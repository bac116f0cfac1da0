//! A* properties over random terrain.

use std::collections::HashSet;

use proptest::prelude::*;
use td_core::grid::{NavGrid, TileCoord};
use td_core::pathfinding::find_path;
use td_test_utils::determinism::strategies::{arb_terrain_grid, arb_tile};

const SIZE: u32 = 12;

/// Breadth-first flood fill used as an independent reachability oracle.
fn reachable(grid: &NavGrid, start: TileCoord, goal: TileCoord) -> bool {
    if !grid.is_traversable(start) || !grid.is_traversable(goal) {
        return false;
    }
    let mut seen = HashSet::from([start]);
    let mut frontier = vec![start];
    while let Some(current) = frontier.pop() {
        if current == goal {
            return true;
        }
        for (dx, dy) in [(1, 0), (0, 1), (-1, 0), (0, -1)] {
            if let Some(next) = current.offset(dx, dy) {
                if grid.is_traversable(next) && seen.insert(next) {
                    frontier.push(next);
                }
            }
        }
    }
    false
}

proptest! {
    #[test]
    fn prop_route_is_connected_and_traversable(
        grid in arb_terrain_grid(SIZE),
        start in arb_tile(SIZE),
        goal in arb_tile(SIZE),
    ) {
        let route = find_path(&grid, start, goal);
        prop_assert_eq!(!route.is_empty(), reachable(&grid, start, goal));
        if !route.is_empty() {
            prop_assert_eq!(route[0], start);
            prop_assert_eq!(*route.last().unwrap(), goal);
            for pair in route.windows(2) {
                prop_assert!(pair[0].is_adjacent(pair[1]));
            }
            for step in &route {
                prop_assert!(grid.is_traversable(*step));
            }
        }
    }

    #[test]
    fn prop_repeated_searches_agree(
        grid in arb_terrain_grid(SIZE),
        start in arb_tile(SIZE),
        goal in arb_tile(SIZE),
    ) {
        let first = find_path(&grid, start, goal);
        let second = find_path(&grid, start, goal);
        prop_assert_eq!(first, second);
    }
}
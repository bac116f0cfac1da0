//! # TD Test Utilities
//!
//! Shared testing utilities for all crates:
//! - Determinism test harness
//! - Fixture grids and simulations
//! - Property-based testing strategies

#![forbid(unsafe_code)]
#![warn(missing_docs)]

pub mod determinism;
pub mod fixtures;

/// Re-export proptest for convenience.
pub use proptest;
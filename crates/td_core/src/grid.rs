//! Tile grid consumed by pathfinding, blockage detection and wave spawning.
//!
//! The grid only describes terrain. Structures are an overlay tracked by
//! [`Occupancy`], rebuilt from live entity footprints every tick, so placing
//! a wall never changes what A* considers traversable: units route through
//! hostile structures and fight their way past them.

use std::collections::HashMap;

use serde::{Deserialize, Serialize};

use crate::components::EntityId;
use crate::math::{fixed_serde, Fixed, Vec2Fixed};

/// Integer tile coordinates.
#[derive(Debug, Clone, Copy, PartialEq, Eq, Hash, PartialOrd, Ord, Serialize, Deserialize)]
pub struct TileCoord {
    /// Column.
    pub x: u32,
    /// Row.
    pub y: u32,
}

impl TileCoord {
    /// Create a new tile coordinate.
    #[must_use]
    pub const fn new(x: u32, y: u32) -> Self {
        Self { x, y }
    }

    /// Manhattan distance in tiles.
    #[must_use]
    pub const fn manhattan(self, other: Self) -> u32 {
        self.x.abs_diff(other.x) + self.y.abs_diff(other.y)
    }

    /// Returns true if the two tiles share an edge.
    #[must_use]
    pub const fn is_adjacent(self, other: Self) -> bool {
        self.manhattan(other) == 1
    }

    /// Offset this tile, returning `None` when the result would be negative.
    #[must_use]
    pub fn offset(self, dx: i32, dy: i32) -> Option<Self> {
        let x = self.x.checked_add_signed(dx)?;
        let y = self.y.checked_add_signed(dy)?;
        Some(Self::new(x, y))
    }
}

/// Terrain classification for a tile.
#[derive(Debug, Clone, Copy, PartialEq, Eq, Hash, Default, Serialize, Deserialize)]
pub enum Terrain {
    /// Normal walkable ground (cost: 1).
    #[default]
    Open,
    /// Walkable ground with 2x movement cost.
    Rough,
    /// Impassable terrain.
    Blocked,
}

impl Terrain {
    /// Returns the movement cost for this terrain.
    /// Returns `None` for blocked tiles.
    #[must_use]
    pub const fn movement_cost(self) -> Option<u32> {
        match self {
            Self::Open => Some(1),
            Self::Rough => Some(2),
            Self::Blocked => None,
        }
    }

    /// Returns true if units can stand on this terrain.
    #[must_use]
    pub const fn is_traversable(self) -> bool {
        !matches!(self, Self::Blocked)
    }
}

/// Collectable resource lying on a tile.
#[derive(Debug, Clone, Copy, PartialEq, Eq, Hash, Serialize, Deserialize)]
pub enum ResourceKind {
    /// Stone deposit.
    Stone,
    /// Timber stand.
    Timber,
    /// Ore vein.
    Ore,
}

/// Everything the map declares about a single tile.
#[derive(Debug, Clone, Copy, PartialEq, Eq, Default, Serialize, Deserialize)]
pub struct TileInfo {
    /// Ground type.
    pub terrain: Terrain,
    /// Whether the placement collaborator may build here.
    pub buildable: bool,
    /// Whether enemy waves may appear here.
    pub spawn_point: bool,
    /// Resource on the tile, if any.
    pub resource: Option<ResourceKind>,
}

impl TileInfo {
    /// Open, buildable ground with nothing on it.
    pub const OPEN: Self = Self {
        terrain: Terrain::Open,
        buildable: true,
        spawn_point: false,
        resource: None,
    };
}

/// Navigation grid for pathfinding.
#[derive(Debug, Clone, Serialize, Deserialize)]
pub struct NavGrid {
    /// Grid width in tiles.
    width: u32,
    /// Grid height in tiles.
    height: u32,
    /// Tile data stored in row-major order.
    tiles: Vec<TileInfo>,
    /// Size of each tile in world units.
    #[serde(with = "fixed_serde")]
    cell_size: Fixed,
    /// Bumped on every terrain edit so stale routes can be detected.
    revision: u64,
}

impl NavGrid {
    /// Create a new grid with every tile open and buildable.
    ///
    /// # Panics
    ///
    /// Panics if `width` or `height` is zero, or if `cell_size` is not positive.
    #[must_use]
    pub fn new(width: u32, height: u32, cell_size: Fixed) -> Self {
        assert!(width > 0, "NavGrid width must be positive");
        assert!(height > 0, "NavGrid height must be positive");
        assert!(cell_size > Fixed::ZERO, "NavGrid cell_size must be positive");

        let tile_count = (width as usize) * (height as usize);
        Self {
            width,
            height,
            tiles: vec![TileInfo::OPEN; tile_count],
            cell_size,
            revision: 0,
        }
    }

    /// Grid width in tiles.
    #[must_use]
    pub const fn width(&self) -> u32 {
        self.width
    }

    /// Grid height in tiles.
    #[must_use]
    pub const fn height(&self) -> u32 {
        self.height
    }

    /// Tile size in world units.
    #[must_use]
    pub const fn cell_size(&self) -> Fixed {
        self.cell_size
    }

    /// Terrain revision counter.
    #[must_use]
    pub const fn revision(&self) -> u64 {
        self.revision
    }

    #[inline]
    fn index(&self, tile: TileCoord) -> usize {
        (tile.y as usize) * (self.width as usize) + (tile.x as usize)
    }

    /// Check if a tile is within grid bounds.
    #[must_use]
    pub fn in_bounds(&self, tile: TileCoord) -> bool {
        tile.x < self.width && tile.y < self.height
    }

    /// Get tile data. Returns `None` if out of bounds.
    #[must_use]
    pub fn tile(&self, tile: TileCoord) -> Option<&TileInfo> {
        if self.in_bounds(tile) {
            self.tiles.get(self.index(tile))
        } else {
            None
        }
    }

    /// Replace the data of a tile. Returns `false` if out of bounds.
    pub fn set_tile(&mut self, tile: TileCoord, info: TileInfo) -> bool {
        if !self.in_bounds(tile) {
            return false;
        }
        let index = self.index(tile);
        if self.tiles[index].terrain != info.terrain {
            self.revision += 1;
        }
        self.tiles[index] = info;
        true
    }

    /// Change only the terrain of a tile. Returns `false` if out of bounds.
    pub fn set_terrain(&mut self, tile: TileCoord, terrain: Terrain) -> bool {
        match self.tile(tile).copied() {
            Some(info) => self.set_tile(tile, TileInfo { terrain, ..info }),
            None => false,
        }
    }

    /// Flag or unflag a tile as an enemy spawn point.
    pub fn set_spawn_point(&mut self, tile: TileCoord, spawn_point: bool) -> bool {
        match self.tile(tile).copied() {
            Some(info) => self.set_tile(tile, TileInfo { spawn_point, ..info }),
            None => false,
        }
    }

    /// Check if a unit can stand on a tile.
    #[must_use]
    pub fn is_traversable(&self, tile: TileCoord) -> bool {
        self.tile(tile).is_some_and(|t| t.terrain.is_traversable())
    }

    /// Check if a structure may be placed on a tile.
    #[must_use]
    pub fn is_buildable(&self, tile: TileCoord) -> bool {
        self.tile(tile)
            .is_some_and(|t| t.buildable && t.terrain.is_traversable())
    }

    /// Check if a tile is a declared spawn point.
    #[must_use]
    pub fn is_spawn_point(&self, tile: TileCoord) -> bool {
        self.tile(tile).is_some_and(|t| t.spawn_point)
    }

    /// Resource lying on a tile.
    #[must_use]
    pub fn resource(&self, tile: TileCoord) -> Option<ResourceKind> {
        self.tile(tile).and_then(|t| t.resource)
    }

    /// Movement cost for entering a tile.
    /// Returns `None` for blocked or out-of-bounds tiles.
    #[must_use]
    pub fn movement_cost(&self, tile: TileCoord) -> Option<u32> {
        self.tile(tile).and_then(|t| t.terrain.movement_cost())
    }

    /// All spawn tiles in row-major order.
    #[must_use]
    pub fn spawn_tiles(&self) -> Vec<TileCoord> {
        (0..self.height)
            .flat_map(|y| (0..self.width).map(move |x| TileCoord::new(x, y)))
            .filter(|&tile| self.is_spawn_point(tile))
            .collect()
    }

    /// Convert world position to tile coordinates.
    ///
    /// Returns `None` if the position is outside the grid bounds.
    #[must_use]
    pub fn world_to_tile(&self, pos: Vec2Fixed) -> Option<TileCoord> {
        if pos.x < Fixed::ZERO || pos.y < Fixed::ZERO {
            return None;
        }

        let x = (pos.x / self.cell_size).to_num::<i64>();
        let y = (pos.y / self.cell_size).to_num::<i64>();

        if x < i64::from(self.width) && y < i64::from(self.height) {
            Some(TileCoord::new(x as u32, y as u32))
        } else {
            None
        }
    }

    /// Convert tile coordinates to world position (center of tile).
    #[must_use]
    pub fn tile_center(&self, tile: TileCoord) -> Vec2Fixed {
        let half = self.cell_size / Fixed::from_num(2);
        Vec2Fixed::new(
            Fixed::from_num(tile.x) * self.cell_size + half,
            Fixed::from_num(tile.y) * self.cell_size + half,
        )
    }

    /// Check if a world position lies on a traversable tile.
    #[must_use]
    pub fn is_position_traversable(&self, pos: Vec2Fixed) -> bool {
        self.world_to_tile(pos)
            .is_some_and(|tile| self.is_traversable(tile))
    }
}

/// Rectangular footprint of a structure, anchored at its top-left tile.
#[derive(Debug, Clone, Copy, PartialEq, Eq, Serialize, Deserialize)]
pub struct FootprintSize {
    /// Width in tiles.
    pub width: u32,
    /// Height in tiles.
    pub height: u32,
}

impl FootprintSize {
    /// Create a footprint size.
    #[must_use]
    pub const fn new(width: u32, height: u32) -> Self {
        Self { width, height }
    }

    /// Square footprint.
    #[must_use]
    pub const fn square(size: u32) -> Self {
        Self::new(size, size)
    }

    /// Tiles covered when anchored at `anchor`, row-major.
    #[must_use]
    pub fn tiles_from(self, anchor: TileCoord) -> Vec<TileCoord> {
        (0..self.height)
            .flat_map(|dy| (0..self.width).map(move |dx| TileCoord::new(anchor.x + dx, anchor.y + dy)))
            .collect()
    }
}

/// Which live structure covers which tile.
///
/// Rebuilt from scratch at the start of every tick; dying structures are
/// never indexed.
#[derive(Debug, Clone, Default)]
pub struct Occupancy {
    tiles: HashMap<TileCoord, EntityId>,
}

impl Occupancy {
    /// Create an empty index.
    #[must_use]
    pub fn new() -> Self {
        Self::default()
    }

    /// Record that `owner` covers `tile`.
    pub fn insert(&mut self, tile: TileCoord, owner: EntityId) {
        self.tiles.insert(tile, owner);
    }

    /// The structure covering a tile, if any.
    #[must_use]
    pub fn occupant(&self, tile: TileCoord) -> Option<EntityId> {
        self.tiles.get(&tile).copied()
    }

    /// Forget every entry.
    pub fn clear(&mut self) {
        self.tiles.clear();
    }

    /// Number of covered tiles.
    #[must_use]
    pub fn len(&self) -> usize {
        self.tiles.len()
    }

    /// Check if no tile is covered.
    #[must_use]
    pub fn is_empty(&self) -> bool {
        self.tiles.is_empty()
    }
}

···

# Problem statement:
Scan the material above for the string "None" and report each line where you find it.

# Task result:
    /// Offset this tile, returning `None` when the result would be negative.
    /// Returns `None` for blocked tiles.
            Self::Blocked => None,
        resource: None,
    /// Get tile data. Returns `None` if out of bounds.
            None
            None => false,
            None => false,
    /// Returns `None` for blocked or out-of-bounds tiles.
    /// Returns `None` if the position is outside the grid bounds.
            return None;
            None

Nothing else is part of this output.